*YOUR TASK*
Set down a word-for-word copy of the data below, limited to the lines from the first through the line with "plus the effects".

Stored data
======

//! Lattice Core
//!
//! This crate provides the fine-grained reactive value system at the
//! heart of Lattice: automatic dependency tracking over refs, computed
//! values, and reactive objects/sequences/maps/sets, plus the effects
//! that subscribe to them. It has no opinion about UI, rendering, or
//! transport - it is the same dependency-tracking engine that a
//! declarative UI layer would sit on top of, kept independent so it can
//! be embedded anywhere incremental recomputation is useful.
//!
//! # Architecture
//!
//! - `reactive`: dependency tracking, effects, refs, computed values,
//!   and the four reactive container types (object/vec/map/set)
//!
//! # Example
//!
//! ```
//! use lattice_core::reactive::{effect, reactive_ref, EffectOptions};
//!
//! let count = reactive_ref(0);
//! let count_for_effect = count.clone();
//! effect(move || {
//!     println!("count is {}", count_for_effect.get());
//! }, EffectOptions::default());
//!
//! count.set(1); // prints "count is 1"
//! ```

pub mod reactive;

======

*ANSWER BOX*
//! Lattice Core
//!
//! This crate provides the fine-grained reactive value system at the
//! heart of Lattice: automatic dependency tracking over refs, computed
//! values, and reactive objects/sequences/maps/sets, plus the effects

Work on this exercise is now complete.